Several Indian startups such as Paytm, Swiggy, Zomato, Ola and BigBasket have Chinese investors. Shunning the apps hurts Indian startups.
The most important takeaway from Nobel Laureate Daniel Kahneman’s insights from ‘Thinking Fast and Slow’ is that the human brain has two systems, System one and System two. The former is good at ‘fast thinking’, which relies on our instincts and emotions to come to conclusions quickly. Kahneman refers to the latter as slow thinking, which is more deliberate and logical in its approach.
If I ask you to compute two plus two for me, System one will immediately throw up the answer. But if I ask you to manually multiply five thousand nine hundred four by twenty-eight thousand four hundred and ninety, you will automatically engage System two. There are some tasks to which System one is better suited to, while there are others for which you need to rely on System two. When you end up using the wrong system for the wrong task, you will likely end up with the wrong answer.
The recent massive push online to ban Chinese apps (and products), is a classic case of using System one to analyse a problem that is better suited for System two. It is evident why the push has momentum. Given the current state of world affairs, as well as the Huawei controversies that dominated context before, there is a deep-seated mistrust of the Chinese. So when we look at TikTok’s content moderation problems or hear the Prime Minister talk about our need for self-reliance, we put two and two together and make the case that China is a bad actor. Thus, it makes sense for us to ban Chinese products and apps and should look elsewhere for our needs.
When it comes to anticipating consequences in changes to public policy, relying on system one can be counterproductive and even dangerous. At the peak of animosity towards Chinese apps, one of the fastest-growing apps on the Play Store was called ‘Remove China Apps’ and did exactly what the name suggested.
While the App has since then been removed from the Play Store for violating Google’s policies, its existence and function hurt India’s best interests in the name of helping it. Should you go on to delete Chinese apps from your phone, the revenue from the usage of the apps does not magically come to India.
There are two anticipated but unintended second-order effects to doing this. Firstly, there is every chance that a ban on Chinese apps may not be effective. A key reason for that is because people can download apps even without the use of the App/Play store. Sure the process may be non-trivial, but if someone wants to continue using TikTok and can get their hands on a working application package from a source other than the app store, there is no reason why their phones will refuse to run it.

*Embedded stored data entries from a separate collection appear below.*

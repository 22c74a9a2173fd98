//! Benchmarks for the packet codec

use criterion::{black_box, criterion_group, criterion_main, Criterion};

use chrona_core::{ActorId, VectorTimestamp};
use chrona_wire::Packet;

fn sample_packet(actor_count: u64) -> Packet {
    let mut stamp = VectorTimestamp::new(ActorId::new(0));
    for actor in 1..actor_count {
        stamp.merge(&VectorTimestamp::new(ActorId::new(actor)));
        stamp.tick(ActorId::new(0)).unwrap();
    }

    Packet::new(&stamp.serialize_to_binary(), b"GIEVTIMEPLX")
}

fn bench_packet_serialize(c: &mut Criterion) {
    let pkt = sample_packet(8);

    c.bench_function("packet_serialize", |b| {
        b.iter(|| black_box(&pkt).serialize_to_binary())
    });
}

fn bench_packet_deserialize(c: &mut Criterion) {
    let bytes = sample_packet(8).serialize_to_binary();

    c.bench_function("packet_deserialize", |b| {
        b.iter(|| Packet::deserialize_from_binary(black_box(&bytes)).unwrap())
    });
}

fn bench_stamp_roundtrip(c: &mut Criterion) {
    let bytes = sample_packet(32).stamp_bytes().to_vec();

    c.bench_function("stamp_roundtrip", |b| {
        b.iter(|| {
            let stamp = VectorTimestamp::deserialize_from_binary(black_box(&bytes)).unwrap();
            black_box(stamp.serialize_to_binary())
        })
    });
}

criterion_group!(
    benches,
    bench_packet_serialize,
    bench_packet_deserialize,
    bench_stamp_roundtrip
);
criterion_main!(benches);
//! Chrona Core - actor identity and causal time primitives
//!
//! This crate defines the leaf types of the protocol:
//! - Actor identity ([`ActorId`])
//! - The vector timestamp and its causality operations ([`VectorTimestamp`])
//! - The malformed-input failure taxonomy shared by both binary codecs
//!   ([`DecodeError`])

pub mod error;
pub mod id;
pub mod stamp;

pub use error::*;
pub use id::*;
pub use stamp::*;
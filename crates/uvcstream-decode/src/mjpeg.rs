//! MJPEG decoding through libjpeg-turbo.

use tracing::{debug, warn};

use crate::{DecodeError, DecodeResult};

/// UVC payloads may carry a short vendor prefix before the JPEG; the SOI
/// scan is bounded to this many bytes.
const SOI_SCAN_LIMIT: usize = 2048;

/// What happened to one MJPEG decode attempt. Data problems are outcomes,
/// not errors; the session counts them and keeps streaming.
#[derive(Debug, Clone, Copy, PartialEq, Eq)]
pub enum MjpegOutcome {
    /// Pixels were written at the given dimensions.
    Decoded { width: u32, height: u32 },
    NoSoi,
    HeaderFailed,
    /// Embedded dimensions differ from the negotiated format and the frame
    /// was not decoded: larger than the buffer, or mismatches are being
    /// skipped while the camera settles after a resolution change.
    DimensionSkipped { width: u32, height: u32 },
    DecodeFailed,
}

/// Wrapper around a reusable turbojpeg decompressor.
pub struct MjpegDecoder {
    decompressor: turbojpeg::Decompressor,
}

impl MjpegDecoder {
    pub fn new() -> DecodeResult<Self> {
        let decompressor = turbojpeg::Decompressor::new()
            .map_err(|e| DecodeError::DecoderInit(e.to_string()))?;
        Ok(Self { decompressor })
    }

    /// Finds the SOI marker within the first `SOI_SCAN_LIMIT` bytes.
    pub fn find_soi(data: &[u8]) -> Option<usize> {
        let limit = data.len().min(SOI_SCAN_LIMIT);
        data[..limit]
            .windows(2)
            .position(|w| w == [0xFF, 0xD8])
    }

    /// Decodes one frame into `out` as BGRA.
    ///
    /// When the embedded JPEG's dimensions differ from the negotiated ones
    /// the image decodes at its own size with a matching pitch (top-left of
    /// the buffer); it is never stretched. With `skip_mismatched` set, any
    /// dimension mismatch skips the frame without touching `out`.
    pub fn decode(
        &mut self,
        data: &[u8],
        expected_width: u32,
        expected_height: u32,
        skip_mismatched: bool,
        out: &mut [u8],
    ) -> MjpegOutcome {
        let Some(soi) = Self::find_soi(data) else {
            return MjpegOutcome::NoSoi;
        };
        let jpeg = &data[soi..];

        let header = match self.decompressor.read_header(jpeg) {
            Ok(header) => header,
            Err(err) => {
                debug!("MJPEG header read failed: {err}");
                return MjpegOutcome::HeaderFailed;
            }
        };
        let width = header.width as u32;
        let height = header.height as u32;

        let mismatched = width != expected_width || height != expected_height;
        if mismatched && (skip_mismatched || width > expected_width || height > expected_height) {
            return MjpegOutcome::DimensionSkipped { width, height };
        }

        let pitch = header.width * 4;
        let needed = pitch * header.height;
        let image = turbojpeg::Image {
            pixels: &mut out[..needed],
            width: header.width,
            pitch,
            height: header.height,
            format: turbojpeg::PixelFormat::BGRA,
        };

        match self.decompressor.decompress(jpeg, image) {
            Ok(()) => MjpegOutcome::Decoded { width, height },
            Err(err) => {
                warn!(width, height, "MJPEG decompress failed: {err}");
                MjpegOutcome::DecodeFailed
            }
        }
    }
}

Secondly, as is the underlying premise of so many economics lectures at Takshashila, eliminating or banning a competitor is inherently bad for competition and does Indian consumers a disservice. Not only will this give American counterparts to each of the apps mentioned above a boost, but creative destruction for the Indian digital ecosystem will also get delayed, as Indian apps that had not been performing well get an extension. Rohin Dharmakumar at The Ken, wrote an excellent piece called ‘China’s India problem is India’s China problem’ that does well to demonstrate the scale of this impact. According to the analysis, China ranks second to the US in the number of ‘Top 100’ free and paid apps on the Play Store.
Also, China is not only competing with directly owned apps, but it is also investing heavily in Indian firms. According to Dharmakumar, the top 10 Indian companies by total venture funding all have a Chinese venture investor. And the list has some household names, including PayTM, Ola, Oyo, Swiggy, and Big Basket.
Removing these companies from the app store will make us worse off, while simultaneously doing the US a favour. China’s investments in the Indian digital economy are a big part of the reason why the app ecosystem is competitive. As a result, the market allows us to expect better working apps providing us better quality of services. Hence, it is in our best interests to maintain a level playing field.
Should we remove competition for the US it would free up market share for Google Pay, Uber, Amazon’s impending food delivery service (because Zomato also has Chinese investors), and Amazon Fresh. The point is, for most American tech giants, there is a Chinese substitute.
And it is hard to make a case for how American companies and platforms are objectively better than Chinese alternatives. Yes, there is implicit pomp about Silicon Valley to be making the world a better place, and American companies have been known to have a holier than thou attitude. But an American company is as likely as a Chinese one when it comes to collecting and selling your data to get revenue and generate wealth for their shareholders. If you have been reading this while engaging system one, there is a chance that none of these arguments makes sense to you. China seems like a suspicious actor and banning Chinese apps, on the face of it, should show them. But removing Chinese apps from your phones is likely going to hurt India’s digital economy more than it would China’s. And that is the opposite of what it means to be self-reliant.